Nuestros mundos enfrentados, 1 - Decir adiós



   Dos jóvenes… bueno, dos que no eran tan jóvenes, pues rozaban la treintena, se acercaban a hurtadillas al hallazgo que había impresionado a todo el país desde la madrugada. Un meteorito había caído en las afueras de aquella ciudad isleña, y por fin los investigadores y periodistas se habían retirado a dormir ahora que la noche era profunda. Por supuesto, estos dos no eran los únicos que trataban de acercarse a la roca espacial, y había policías y cintas amarillas que trataban de persuadir a cualquier curioso. Por eso, los amigos esperaban desde una distancia prudencial; al fin y al cabo, conocían aquel descampado mejor que cualquiera de esos vigilantes.
   Uno de ellos miraba su teléfono móvil cuando otro gritó, su compañero se aseguró de bloquear la pantalla y guardar las conversaciones en el bolsillo antes de correr a ayudar. Por fin algún habitante de la ciudad había decidido intentar burlar la seguridad, distrayendo a la policía para que los dos que no eran tan jóvenes tuvieran una oportunidad. Corrieron, aunque uno de ellos era un tanto lento, pasaron por encima de la incapaz cinta y pisaron el cráter, haciendo un último esfuerzo para alcanzar el meteorito. La piedra, que no parecía nada fuera de lo común, era un poco más baja que ellos, aunque más ancha. Había un aroma extraño alrededor de su figura, y los dos colegas se quedaron mirándola en la oscuridad mientras los policías y otra persona gritaban no muy lejos.
   —Y pensar que esto vino del espacio —dijo uno de los amigos.
   —Sí, de otro mundo —dijo el otro, resoplando.
   —¿Y qué hacemos? Espera, voy a sacarle una foto.
   —Cuidado con el flash. Bah, a la mierda, quiero tocar esto.
   Alzó una mano y la puso sin dudar sobre la superficie rocosa. Estaba oscuro, pero pudo distinguir bien sus dedos y la roca marrón.
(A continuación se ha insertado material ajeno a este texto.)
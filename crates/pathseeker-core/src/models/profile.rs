use serde::{Deserialize, Serialize};

use super::user::{CurrentUser, UserUpdate};

#[derive(Debug, Clone, Default, Serialize, Deserialize, PartialEq, Eq)]
#[serde(rename_all = "camelCase")]
pub struct Education {
    pub id: i64,
    #[serde(default)]
    pub institution: String,
    #[serde(default)]
    pub degree: String,
    #[serde(default)]
    pub field_of_study: String,
    #[serde(default)]
    pub start_date: String,
    #[serde(default)]
    pub end_date: String,
}

#[derive(Debug, Clone, Default, Serialize, Deserialize, PartialEq, Eq)]
#[serde(rename_all = "camelCase")]
pub struct WorkExperience {
    pub id: i64,
    #[serde(default)]
    pub company: String,
    #[serde(default)]
    pub title: String,
    #[serde(default)]
    pub start_date: String,
    #[serde(default)]
    pub end_date: String,
    #[serde(default)]
    pub description: String,
}

/// Response of `GET profiles/{id}/`
#[derive(Debug, Clone, Default, Serialize, Deserialize, PartialEq)]
pub struct Profile {
    #[serde(default)]
    pub profile_id: Option<i64>,
    #[serde(default)]
    pub user: Option<i64>,
    #[serde(default)]
    pub bio: Option<String>,
    #[serde(default)]
    pub education: Option<Vec<Education>>,
    #[serde(default)]
    pub work_experience: Option<Vec<WorkExperience>>,
    #[serde(default)]
    pub skills: Option<Vec<String>>,
    #[serde(default)]
    pub interests: Option<Vec<String>>,
}

/// Body of `POST profiles/`
#[derive(Debug, Clone, Serialize)]
pub struct NewProfile {
    pub user: i64,
}

/// Body of `PATCH profiles/{id}/`
#[derive(Debug, Clone, Serialize, PartialEq)]
pub struct ProfileUpdate {
    pub bio: String,
    pub education: Vec<Education>,
    pub work_experience: Vec<WorkExperience>,
    pub skills: Vec<String>,
    pub interests: Vec<String>,
}

/// Account names plus profile details, as edited together by the user
#[derive(Debug, Clone, Default, PartialEq)]
pub struct EditableProfile {
    pub first_name: String,
    pub last_name: String,
    pub bio: String,
    pub education: Vec<Education>,
    pub work_experience: Vec<WorkExperience>,
    pub skills: Vec<String>,
    pub interests: Vec<String>,
    pub profile_id: Option<i64>,
}

/// Next id for a dynamic list: one past the last entry, or 1 when empty
fn next_id(last: Option<i64>) -> i64 {
    last.map(|id| id + 1).unwrap_or(1)
}

impl EditableProfile {
    pub fn from_parts(user: &CurrentUser, profile: Profile) -> Self {
        Self {
            first_name: user.first_name.clone().unwrap_or_default(),
            last_name: user.last_name.clone().unwrap_or_default(),
            bio: profile.bio.unwrap_or_default(),
            education: profile.education.unwrap_or_default(),
            work_experience: profile.work_experience.unwrap_or_default(),
            skills: profile.skills.unwrap_or_default(),
            interests: profile.interests.unwrap_or_default(),
            profile_id: profile.profile_id,
        }
    }

    pub fn user_update(&self) -> UserUpdate {
        UserUpdate {
            first_name: self.first_name.clone(),
            last_name: self.last_name.clone(),
        }
    }

    pub fn profile_update(&self) -> ProfileUpdate {
        ProfileUpdate {
            bio: self.bio.clone(),
            education: self.education.clone(),
            work_experience: self.work_experience.clone(),
            skills: self.skills.clone(),
            interests: self.interests.clone(),
        }
    }

    /// Append a blank education entry and return it for editing
    pub fn add_education(&mut self) -> &mut Education {
        let id = next_id(self.education.last().map(|e| e.id));
        self.education.push(Education {
            id,
            ..Default::default()
        });
        let last = self.education.len() - 1;
        &mut self.education[last]
    }

    /// Remove an education entry; out-of-range indices are ignored
    pub fn remove_education(&mut self, index: usize) {
        if index < self.education.len() {
            self.education.remove(index);
        }
    }

    pub fn add_work_experience(&mut self) -> &mut WorkExperience {
        let id = next_id(self.work_experience.last().map(|w| w.id));
        self.work_experience.push(WorkExperience {
            id,
            ..Default::default()
        });
        let last = self.work_experience.len() - 1;
        &mut self.work_experience[last]
    }

    pub fn remove_work_experience(&mut self, index: usize) {
        if index < self.work_experience.len() {
            self.work_experience.remove(index);
        }
    }

    pub fn add_skill(&mut self, skill: &str) {
        push_unique(&mut self.skills, skill);
    }

    /// Remove a skill by case-insensitive name; returns whether it was present
    pub fn remove_skill(&mut self, skill: &str) -> bool {
        remove_ignore_case(&mut self.skills, skill)
    }

    pub fn add_interest(&mut self, interest: &str) {
        push_unique(&mut self.interests, interest);
    }

    pub fn remove_interest(&mut self, interest: &str) -> bool {
        remove_ignore_case(&mut self.interests, interest)
    }
}

fn push_unique(list: &mut Vec<String>, value: &str) {
    let value = value.trim();
    if value.is_empty() || list.iter().any(|v| v.eq_ignore_ascii_case(value)) {
        return;
    }
    list.push(value.to_string());
}

fn remove_ignore_case(list: &mut Vec<String>, value: &str) -> bool {
    let value = value.trim();
    let before = list.len();
    list.retain(|v| !v.eq_ignore_ascii_case(value));
    list.len() != before
}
   «¿Qué demonios…?». Era de día, y alarmado por ello, se levantó quizá con demasiada prontitud. Todo le dio vueltas por un instante y se vio obligado a agachar la cabeza, pero creía haber visto que lo que le rodeaba era verdor. «Esto no puede ser, debo haberlo imaginado. ¿Y la ciudad y los edificios? Ay, como me hayan secuestrado… Pero tengo todas las ropas puestas y no llevaba nada en los bolsillos. ¡Pasa ya, maldito mareo!», pensó. Se golpeó la cabeza con las palmas de las manos e inspiró por la nariz antes de levantar el rostro y abrir los ojos. Sí, todo lo que le rodeaba era verdor.
   Ante sus ojos se extendía una campiña de hierba fresca y verde que parecía no tener fin más allá de las suaves ondulaciones que se perdían hacia el horizonte azul. Alarmado, se dio la vuelta, creyéndose en algún lugar de ensueño como el interior de la Luna. Pero lo que vio no le hizo sentir mucha tranquilidad, a pesar de que solo se trataba de árboles. Árboles que alguien había puesto patas arriba. Raíces arriba, mejor dicho. Estas se retorcían hacia los cielos como si fueran ramas mientras que a los pies de cada tronco había un espeso faldón de hojas. «Vale, esto es un sueño», pensó. Se dio varios puñetazos en un hombro y sintió dolor. Luego se puso de pie y trató de volar, como había hecho en un sueño en el que fue capaz de tomar el control. Mas nada sucedió, y se quedó petrificado y con la vista perdida en el verdor del suelo.
    —Bien —dijo en voz baja—. ¿Y ahora?
   Miró a un lado y a otro, pero enseguida comenzó a pensar en todo lo que suponía aquello que ni siquiera sabía nombrar. «¿Estoy en otro mundo, o qué? ¿O es que un tornado volcó todos esos árboles? Pero este prado no existía cerca de la ciudad… bueno, ni siquiera en toda la isla. No hay tanto espacio para unos campos como estos. Madre mía», pensó, aunque la maldición le recordó a su madre y al resto de su familia. «¿Cómo voy a verlos ahora? ¡Joder! Y Laura… Se va a sentir muy sola». Pensar en su novia lo entristeció aún más, y se dejó caer al suelo, abatido. Inevitablemente, lloró la aparente pérdida de sus seres queridos, aunque no quería dar por sentado que nunca volvería a verlos. Enterró los dedos de las manos en su espesa cabellera negra y permaneció allí largo rato.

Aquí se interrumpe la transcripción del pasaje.